Unter Druck: Dividendenaktien in der Corona-Pandemie

Unter Druck: Dividendenaktien in der Corona-Pandemie

Ein Kommentar von David Hsu, Senior Investment Product Manager replication-matters-us-equity-etf-exposures.png



Dividenden waren schon immer ein wichtiger Bestandteil der Aktienrendite, sie haben jedoch wegen des schwachen Wachstums der vergangenen Jahre auch für die Preisfindung zunehmend an Bedeutung gewonnen.

Trotz schwieriger Wirtschaftslage stiegen die Aktienkurse, Anleger konnten so mit Dividendenaktien nicht nur laufendes Einkommen, sondern auch Kapitalwachstum erzielen.

Das heutige Umfeld ist dagegen für Ausschüttungen und Aktienrückkäufe denkbar ungünstig. Nach ersten Prognosen könnten mindestens 28%* der europäischen Dividendenzahlungen den wirtschaftlichen und politischen Folgen der Covid-19-Pandemie ganz oder teilweise zum Opfer fallen.
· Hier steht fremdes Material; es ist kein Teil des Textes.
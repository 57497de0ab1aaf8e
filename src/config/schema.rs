//! Configuration schema definitions.
//!
//! This module defines the static configuration structure for the proxy.
//! All types derive Serde traits for deserialization from config files.
//! Per-request behaviour (transforms, TLS options) is supplied in code through
//! [`ProxyHooks`](crate::hooks::ProxyHooks), not here.

use serde::{Deserialize, Serialize};
use std::time::Duration;

/// Root configuration for the intercepting proxy.
#[derive(Debug, Clone, Deserialize, Serialize)]
#[serde(default)]
pub struct ProxyConfig {
    /// Keep finished outbound connections in the idle pool for reuse.
    pub keep_alive: bool,

    /// Listener configuration (bind address, connection limit).
    pub listener: ListenerConfig,

    /// Timeout configuration.
    pub timeouts: TimeoutConfig,

    /// Replacement for the built-in localhost identity used on intercepted
    /// CONNECT tunnels.
    pub tls: Option<TlsConfig>,

    /// Observability settings.
    pub observability: ObservabilityConfig,
}

impl Default for ProxyConfig {
    fn default() -> Self {
        Self {
            keep_alive: true,
            listener: ListenerConfig::default(),
            timeouts: TimeoutConfig::default(),
            tls: None,
            observability: ObservabilityConfig::default(),
        }
    }
}

/// Listener configuration.
#[derive(Debug, Clone, Deserialize, Serialize)]
#[serde(default)]
pub struct ListenerConfig {
    /// Bind address (e.g., "127.0.0.1:1337").
    pub bind_address: String,

    /// Maximum concurrent client connections (backpressure).
    pub max_connections: usize,
}

impl Default for ListenerConfig {
    fn default() -> Self {
        Self {
            bind_address: "127.0.0.1:1337".to_string(),
            max_connections: 10_000,
        }
    }
}

/// PEM files for the client-facing TLS identity.
#[derive(Debug, Clone, Deserialize, Serialize)]
pub struct TlsConfig {
    /// Path to certificate chain file (PEM).
    pub cert_path: String,

    /// Path to private key file (PEM).
    pub key_path: String,
}

/// Timeout configuration for connection establishment.
#[derive(Debug, Clone, Deserialize, Serialize)]
#[serde(default)]
pub struct TimeoutConfig {
    /// Outbound TCP connect timeout in seconds.
    pub connect_secs: u64,

    /// TLS handshake timeout in seconds (both directions).
    pub handshake_secs: u64,
}

impl TimeoutConfig {
    pub fn connect(&self) -> Duration {
        Duration::from_secs(self.connect_secs)
    }

    pub fn handshake(&self) -> Duration {
        Duration::from_secs(self.handshake_secs)
    }
}

impl Default for TimeoutConfig {
    fn default() -> Self {
        Self {
            connect_secs: 10,
            handshake_secs: 10,
        }
    }
}

/// Log output format.
#[derive(Debug, Clone, Copy, PartialEq, Eq, Deserialize, Serialize, Default)]
#[serde(rename_all = "lowercase")]
pub enum LogFormat {
    #[default]
    Pretty,
    Json,
}

/// Observability configuration.
#[derive(Debug, Clone, Deserialize, Serialize)]
#[serde(default)]
pub struct ObservabilityConfig {
    /// Default log filter when `RUST_LOG` is unset.
    pub log_level: String,

    /// Log output format.
    pub log_format: LogFormat,

    /// Enable the Prometheus exporter.
    pub metrics_enabled: bool,

    /// Address for the Prometheus scrape endpoint.
    pub metrics_address: String,
}

impl Default for ObservabilityConfig {
    fn default() -> Self {
        Self {
            log_level: "info".to_string(),
            log_format: LogFormat::Pretty,
            metrics_enabled: false,
            metrics_address: "127.0.0.1:9090".to_string(),
        }
    }
}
Noch lässt sich das Ausmaß kaum beziffern, erste Zahlen zeichnen jedoch ein düsteres Bild.

Ohne Gewähr

Zu den dividendenstärksten Unternehmen in Europa gehören Banken und Energieunternehmen2. Sollten die Ausschüttungen in einem dieser beiden Sektoren deutlich sinken, müssen Anleger mit dividendenorientierten Portfolios deutliche Einbußen befürchten. Die europäische Bankenaufsicht hat alle ihr unterstehenden Banken bereits im März nachdrücklich aufgerufen, sämtliche Ausschüttungen an Aktionäre mindestens bis Oktober auszusetzen. Auch die europäische Versicherungsaufsichtsbehörde hat sich gegen die Zahlung von Dividenden ausgesprochen.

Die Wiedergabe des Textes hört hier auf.